Mein Herz klopfte in meiner Brust, aber ich zwang mich, ruhig zu bleiben. Ich durfte ihr keine Angriffsfläche bieten.

„Lass mich einfach in Ruhe, Emma", sagte ich leise.

„Oh, tut mir leid. Ich wusste nicht, dass du so empfindlich bist." Sie verzog gespielt mitleidig das Gesicht. „Wir haben dich nur vermisst. Es ist einfach nicht dasselbe ohne unser kleines Sensibelchen."

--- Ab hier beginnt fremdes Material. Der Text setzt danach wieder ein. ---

impl Shared {
    fn poisoned(what: &str) -> SchedulerError {
        SchedulerError::Fatal {
            reason: format!("{} lock poisoned", what),
        }
    }

    fn lock_loop_handle<'a>(
        &self,
        handle: &'a Mutex<Option<JoinHandle<Result<(), SchedulerError>>>>,
    ) -> Result<MutexGuard<'a, Option<JoinHandle<Result<(), SchedulerError>>>>, SchedulerError>
    {
        handle.lock().map_err(|_| Self::poisoned("scheduler loop handle"))
    }

    pub(crate) fn lock_slot<'a>(
        name: &str,
        slot: &'a SlotHandle,
    ) -> Result<MutexGuard<'a, ExecutionSlot>, SchedulerError> {
        slot.lock()
            .map_err(|_| Self::poisoned(&format!("execution slot '{}'", name)))
    }

    /// Clone the handles of every slot, ordered by name.
    pub(crate) fn slot_handles(&self) -> Result<Vec<(String, SlotHandle)>, SchedulerError> {
        let slots = self.slots.read().map_err(|_| Self::poisoned("slot table"))?;
        let mut handles: Vec<(String, SlotHandle)> = slots
            .iter()
            .map(|(name, slot)| (name.clone(), Arc::clone(slot)))
            .collect();
        drop(slots);
        handles.sort_by(|a, b| a.0.cmp(&b.0));
        Ok(handles)
    }

    pub(crate) fn slot_handle(&self, name: &str) -> Result<Option<SlotHandle>, SchedulerError> {
        let slots = self.slots.read().map_err(|_| Self::poisoned("slot table"))?;
        Ok(slots.get(name).cloned())
    }

    /// Bring the slot table in line with the registry.
    ///
    /// New profiles get a fresh slot, removed ones lose theirs, and a name that
    /// was unregistered and registered again gets a fresh slot for its new
    /// descriptor. Nothing happens if the registry has not changed.
    pub(crate) fn reconcile(&self) -> Result<(), SchedulerError> {
        let mut applied = self
            .reconciled_version
            .lock()
            .map_err(|_| Self::poisoned("reconcile"))?;
        let snapshot = self.registry.snapshot();
        if *applied == Some(snapshot.version()) {
            return Ok(());
        }

        let now = Instant::now();
        let mut slots = self.slots.write().map_err(|_| Self::poisoned("slot table"))?;
        slots.retain(|name, _| snapshot.contains(name));

        for descriptor in snapshot.iter() {
            let current = match slots.get(descriptor.name()) {
                Some(slot) => {
                    let guard = Self::lock_slot(descriptor.name(), slot)?;
                    Arc::ptr_eq(guard.descriptor(), descriptor)
                }
                None => false,
            };
            if !current {
                slots.insert(
                    descriptor.name().to_string(),
                    Arc::new(Mutex::new(ExecutionSlot::new(Arc::clone(descriptor), now))),
                );
            }
        }

        *applied = Some(snapshot.version());
        Ok(())
    }

    /// Dispatch every due slot that a permit is available for.
    fn dispatch_pass(self: &Arc<Self>) -> Result<(), SchedulerError> {
        self.reconcile()?;
        let now = Instant::now();

        let handles = self.slot_handles()?;
        let active = self
            .active_runs
            .lock()
            .map_err(|_| Self::poisoned("active runs"))?
            .clone();
        let mut queue = DueQueue::new();
        let mut by_name: HashMap<String, SlotHandle> = HashMap::with_capacity(handles.len());

        for (name, slot) in handles {
            let (due, overlapping, due_at) = {
                let mut guard = Self::lock_slot(&name, &slot)?;
                let elsewhere = active.contains(&name);
                let due = !elsewhere && guard.is_due(now);
                let overlapping = !due && guard.take_overlap(now, elsewhere);
                (due, overlapping, guard.next_run_at())
            };

            if due {
                queue.push(DueProfile::new(name.clone(), due_at));
                by_name.insert(name, slot);
            } else if overlapping {
                ProfileOverlapSkipped {
                    profile_name: &name,
                }
                .log();
                self.events
                    .publish(ProfileEvent::new(name, ProfileEventType::SkippedOverlap));
            }
        }

        let due = queue.len();
        let mut dispatched = 0;
        while !queue.is_empty() {
            let permit = match Arc::clone(&self.permits).try_acquire_owned() {
                Ok(permit) => permit,
                Err(_) => break,
            };
            let Some(profile) = queue.pop() else { break };
            if let Some(slot) = by_name.remove(&profile.name) {
                self.dispatch(profile.name, slot, permit, now)?;
                dispatched += 1;
            }
        }

        if due > 0 {
            DispatchPassCompleted {
                due,
                dispatched,
                queued: queue.len(),
            }
            .log();
        }
        Ok(())
    }

    fn dispatch(
        self: &Arc<Self>,
        name: String,
        slot: SlotHandle,
        permit: OwnedSemaphorePermit,
        now: Instant,
    ) -> Result<(), SchedulerError> {
        self.active_runs
            .lock()
            .map_err(|_| Self::poisoned("active runs"))?
            .insert(name.clone());

        let (descriptor, generation, iteration, waited) = {
            let mut guard = Self::lock_slot(&name, &slot)?;
            let waited = now.saturating_duration_since(guard.next_run_at());
            let generation = guard.begin_run(now);
            (
                Arc::clone(guard.descriptor()),
                generation,
                guard.iterations + 1,
                waited,
            )
        };

        let dispatched = ProfileDispatched {
            profile_name: &name,
            iteration,
            waited,
        };
        dispatched.log();
        let span = dispatched.span("execution_unit");
        self.events
            .publish(ProfileEvent::new(name.clone(), ProfileEventType::Started));

        let shared = Arc::clone(self);
        self.tracker.spawn(
            async move {
                let started = Instant::now();
                let result = shared.execute_flow(&descriptor).await;
                if let Err(error) = shared.complete(&name, &slot, generation, result, started) {
                    shared.trip_fatal(&error);
                }
                shared.release_run(&name);
                drop(permit);
                shared.wake.notify_one();
            }
            .instrument(span),
        );
        Ok(())
    }

    /// Run one flow instance, converting every way it can end into a `Result`.
    async fn execute_flow(&self, descriptor: &ProfileDescriptor) -> Result<(), FlowExecutionError> {
        let factory = descriptor.flow_factory().clone();
        let mut handle = tokio::spawn(
            async move {
                let flow = factory.build();
                flow.execute().await
            }
            .in_current_span(),
        );
        let abort = handle.abort_handle();

        let run = async {
            match descriptor.execution_timeout() {
                Some(limit) => tokio::time::timeout(limit, &mut handle)
                    .await
                    .map_err(|_| FlowExecutionError::TimedOut(limit)),
                None => Ok((&mut handle).await),
            }
        };

        let result = tokio::select! {
            result = run => result,
            _ = self.abort_runs.cancelled() => Err(FlowExecutionError::Failed {
                message: "execution abandoned at shutdown".to_string(),
            }),
        };

        match result {
            Ok(Ok(Ok(()))) => Ok(()),
            Ok(Ok(Err(error))) => Err(FlowExecutionError::from_flow_error(&error)),
            Ok(Err(join_error)) => Err(FlowExecutionError::from_join_error(join_error)),
            Err(error) => {
                abort.abort();
                Err(error)
            }
        }
    }

    fn complete(
        &self,
        name: &str,
        slot: &SlotHandle,
        generation: u64,
        result: Result<(), FlowExecutionError>,
        started: Instant,
    ) -> Result<(), SchedulerError> {
        let now = Instant::now();
        let (outcome, consecutive_failures, iterations) = {
            let mut guard = Self::lock_slot(name, slot)?;
            let outcome = guard.complete_run(generation, &result, now, &self.config.retry);
            (outcome, guard.consecutive_failures(), guard.iterations)
        };

        match (&result, &outcome) {
            (
                Ok(()),
                RunOutcome::Succeeded {
                    next_run_in,
                    completed,
                },
            ) => {
                ProfileSucceeded {
                    profile_name: name,
                    duration: now.saturating_duration_since(started),
                    next_run_in: *next_run_in,
                }
                .log();
                if *completed {
                    ProfileCompleted {
                        profile_name: name,
                        iterations,
                    }
                    .log();
                }
                self.events
                    .publish(ProfileEvent::new(name, ProfileEventType::Succeeded));
            }
            (
                Err(error),
                RunOutcome::Failed {
                    retry_in,
                    nominal_in,
                    consecutive_failures,
                    degraded,
                    completed,
                },
            ) => {
                ProfileFailed {
                    profile_name: name,
                    consecutive_failures: *consecutive_failures,
                    error,
                    retry_in: *retry_in,
                }
                .log();
                if *degraded && *consecutive_failures == self.config.retry.failure_threshold.max(1)
                {
                    ProfileDegraded {
                        profile_name: name,
                        consecutive_failures: *consecutive_failures,
                        nominal_interval: *nominal_in,
                        backoff_interval: *retry_in,
                    }
                    .log();
                }
                if *completed {
                    ProfileCompleted {
                        profile_name: name,
                        iterations,
                    }
                    .log();
                }
                self.events.publish(
                    ProfileEvent::new(name, ProfileEventType::Failed)
                        .with_error(error.to_string())
                        .with_failures(*consecutive_failures, *degraded),
                );
            }
            (result, _) => {
                // Restarted mid-run: report what happened without touching the slot.
                let event = match result {
                    Ok(()) => ProfileEvent::new(name, ProfileEventType::Succeeded),
                    Err(error) => ProfileEvent::new(name, ProfileEventType::Failed)
                        .with_error(error.to_string())
                        .with_failures(consecutive_failures, false),
                };
                self.events.publish(event);
            }
        }
        Ok(())
    }

    fn release_run(&self, name: &str) {
        match self.active_runs.lock() {
            Ok(mut active) => {
                active.remove(name);
            }
            Err(_) => self.trip_fatal(&Self::poisoned("active runs")),
        }
    }

    fn trip_fatal(&self, error: &SchedulerError) {
        let reason = match error {
            SchedulerError::Fatal { reason } => reason.clone(),
            other => other.to_string(),
        };
        if self.fatal.set(reason.clone()).is_ok() {
            SchedulerFatal { reason: &reason }.log();
        }
        self.cancel.cancel();
    }

    fn fatal_result(&self) -> Result<(), SchedulerError> {
        match self.fatal.get() {
            Some(reason) => Err(SchedulerError::Fatal {
                reason: reason.clone(),
            }),
            None => Ok(()),
        }
    }
}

Ein heißer Kloß bildete sich in meinem Hals. Ich wollte etwas sagen, wollte mich wehren – aber die Worte blieben stecken. Ich war noch nicht bereit, mich zu outen. Nicht hier. Nicht vor ihr.

Also schloss ich den Spind, drehte mich um und ging weg.

„Feigling", hörte ich Emma noch murmeln.

Ich ließ es über mich ergehen. Es war nicht der erste Tag, an dem ich ignorierte, was andere sagten. Aber es war einer der schwersten.

Denn ich wusste, dass ich irgendwann nicht mehr weglaufen konnte.